Here’s what wasn’t gorgeous, spectacular, or great: Being stuck with CNN as our source for news. Did I say “news”? Forgive me. I meant 24/7 fear mongering and force-feeding us meaningless, irrelevant details about the Disease du Jour. Did I say “CNN”? Forgive me. I meant The Ebola Channel.

My daily routine, every single morning, is to read the paper and then watch as much of the latest news as I can, followed by letting news broadcasts run all day in the background while I work on posts. However, on the Big Road Trip, I was limited to watching a couple of hours of whatever CNN dished out.

“Why not just change the channel?” you may be wisely asking. The maddening answer: MSNBC was not on the playlist, and Fox doesn’t report news. Come to think of it, neither does CNN. It used to, back in The Day, but not now. Boyoboyhowdy, not now.

From the time I switched on the Tee Vee Machine at about 6:30 am, until I threw my iPhone at it turned it off at about 9 am, literally all I was subjected to were repetitive blaring Ebola headlines, Ebola fear mongering, inconsequential Ebola minutiae, and redundant, extraneous babbling, germane to pretty much nothing. CNN played the same segment of Sanjay Gupta getting in and out of a haz-mat suit over and over again, several times per hour, plus footage of hospital exteriors, and a whole lot of speculation apparently designed to make viewers very, very afraid.

Everything and anything of consequence could have been covered in ten minutes, followed by other, you know, news.
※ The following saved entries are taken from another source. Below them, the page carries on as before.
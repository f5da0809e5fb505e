//! Pixel Gateway - short-lived signatures and placeholder images.
//!
//! This binary starts the HTTP server and the signature janitor.

use std::process::ExitCode;
use std::sync::Arc;

use clap::Parser;
use tracing::{error, info, warn};
use tracing_subscriber::{layer::SubscriberExt, util::SubscriberInitExt};

use pixel_gateway::{
    config::Config,
    images::{ImageRenderer, ImageStore, PlaceholderRenderer, SolidColorRenderer},
    keys::KeyStore,
    server::{create_router, AppState, RouterConfig},
    signature::{Janitor, SignatureIssuer, SignatureRegistry},
    SharedClock, SystemClock,
};

#[tokio::main]
async fn main() -> ExitCode {
    let config = Config::parse();

    // Initialize logging
    init_logging(config.verbose);

    // Validate configuration
    if let Err(e) = config.validate() {
        error!("Configuration error: {}", e);
        return ExitCode::FAILURE;
    }

    let clock: SharedClock = Arc::new(SystemClock);

    // Key store
    let keys = KeyStore::new(config.api_keys_or_default()).with_filler_keys(config.filler_keys);

    info!("Configuration:");
    if config.uses_default_api_key() {
        warn!("  API keys: using the built-in development key");
        warn!("            Configure real keys with --api-key or API_KEYS");
    } else {
        info!("  API keys: {} configured", config.api_keys.len());
    }
    if config.filler_keys > 0 {
        info!("  Filler keys: {}", config.filler_keys);
    }
    info!("  Signature TTL: {}ms", config.signature_ttl_ms);
    info!("  Sweep interval: {}s", config.sweep_interval_secs);
    info!("  Images: {} (max {})", config.images_dir.display(), config.max_images);
    info!("  Public assets: {}", config.public_dir.display());

    // Signatures
    let registry = Arc::new(SignatureRegistry::new(Arc::clone(&clock)));
    let issuer = SignatureIssuer::with_ttl(Arc::clone(&registry), config.signature_ttl());

    // Image storage
    let renderer: Arc<dyn ImageRenderer> = if config.render_color {
        Arc::new(SolidColorRenderer)
    } else {
        Arc::new(PlaceholderRenderer)
    };
    let images = ImageStore::new(&config.images_dir, renderer, clock, config.max_images);
    if let Err(e) = images.ensure_dir().await {
        error!(
            "Failed to create image directory {}: {}",
            config.images_dir.display(),
            e
        );
        return ExitCode::FAILURE;
    }

    let state = AppState::new(keys, issuer, images);
    let router = create_router(state, build_router_config(&config));

    let addr = config.bind_address();
    let listener = match tokio::net::TcpListener::bind(&addr).await {
        Ok(listener) => listener,
        Err(e) => {
            error!("Failed to bind to {}: {}", addr, e);
            return ExitCode::FAILURE;
        }
    };

    let janitor = Janitor::with_interval(Arc::clone(&registry), config.sweep_interval()).spawn();

    info!("");
    info!("  Server running on port {}", config.port);
    info!("  Access the server at http://localhost:{}", config.port);
    info!("");

    let result = axum::serve(listener, router)
        .with_graceful_shutdown(shutdown_signal())
        .await;

    janitor.shutdown().await;

    if let Err(e) = result {
        error!("Server error: {}", e);
        return ExitCode::FAILURE;
    }

    info!("Server stopped");
    ExitCode::SUCCESS
}

/// Initialize the tracing/logging subsystem.
fn init_logging(verbose: bool) {
    let env_filter = if verbose {
        "pixel_gateway=debug,tower_http=debug"
    } else {
        "pixel_gateway=info,tower_http=info"
    };

    tracing_subscriber::registry()
        .with(
            tracing_subscriber::EnvFilter::try_from_default_env()
                .unwrap_or_else(|_| env_filter.into()),
        )
        .with(tracing_subscriber::fmt::layer())
        .init();
}

/// Build RouterConfig from the application Config.
fn build_router_config(config: &Config) -> RouterConfig {
    let mut router_config = RouterConfig::new()
        .with_public_dir(&config.public_dir)
        .with_tracing(!config.no_tracing);

    if let Some(ref origins) = config.cors_origins {
        router_config = router_config.with_cors_origins(origins.clone());
    }

    router_config
}

/// Resolve on Ctrl-C or, on Unix, SIGTERM.
async fn shutdown_signal() {
    let ctrl_c = async {
        if let Err(e) = tokio::signal::ctrl_c().await {
            error!("Failed to listen for Ctrl-C: {}", e);
            std::future::pending::<()>().await;
        }
    };

    #[cfg(unix)]
    let terminate = async {
        match tokio::signal::unix::signal(tokio::signal::unix::SignalKind::terminate()) {
            Ok(mut signal) => {
                signal.recv().await;
            }
            Err(e) => {
                error!("Failed to listen for SIGTERM: {}", e);
                std::future::pending::<()>().await;
            }
        }
    };

    #[cfg(not(unix))]
    let terminate = std::future::pending::<()>();

    tokio::select! {
        _ = ctrl_c => {},
        _ = terminate => {},
    }

    info!("Shutdown signal received");
}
Election coverage comes to mind. So do ISIS, voter suppression, climate change crises, potential environmental disasters, and, yes, even accurate information intended to calm the frayed nerves of a mis/uninformed audience that now believe Ebola is as contagious as the common cold.

I waited. I watched and I waited. But hour after hour, it was all Ebola all the time, punctuated only by an occasional mention of the stock market dropping a couple of hundred points. There were, however, plenty of questions about the competence of President Obama and his implied indifference to the health of U.S. citizens. Did I mention they milked the Ebola scare 59 on-air minutes out of 60?

Here’s my point: If I weren’t someone who took the time to read the news as well as watch it, I would have been among those uninformed/misinformed viewers of CNN. I never, have never, will never watch Fox, and the hotels provided no access to other news stations. So CNN it was. My cell phone service was in and out since we were in a wildernessy, mountainy area that hates the Internets, so even my ability to scour news sites was hampered. Our access to newspapers was pretty limited too; the choices were USA Today or the very thin, very Utah-oriented local paper.

So until I could finally log on to the MSNBC website to watch as many segments as I could, I was sunk. I felt utterly out of the loop, cut off, and adrift in the Great Sea of Ignorance. Eventually returning home to a variety of opinions. guests, and topics covered by the same MSNBC that I critique so often was not unlike pigging out at an all-you-can-eat health food buffet after a diet of nothing but greasy, week-old pork rinds disguised as barbecue Portobello quesadillas.

The moral of the story is this: Take the time to read, research, educate yourselves, because the abysmal infotainment that passes for “news” sure won’t teach you anything… except maybe the difference between facts and B.S.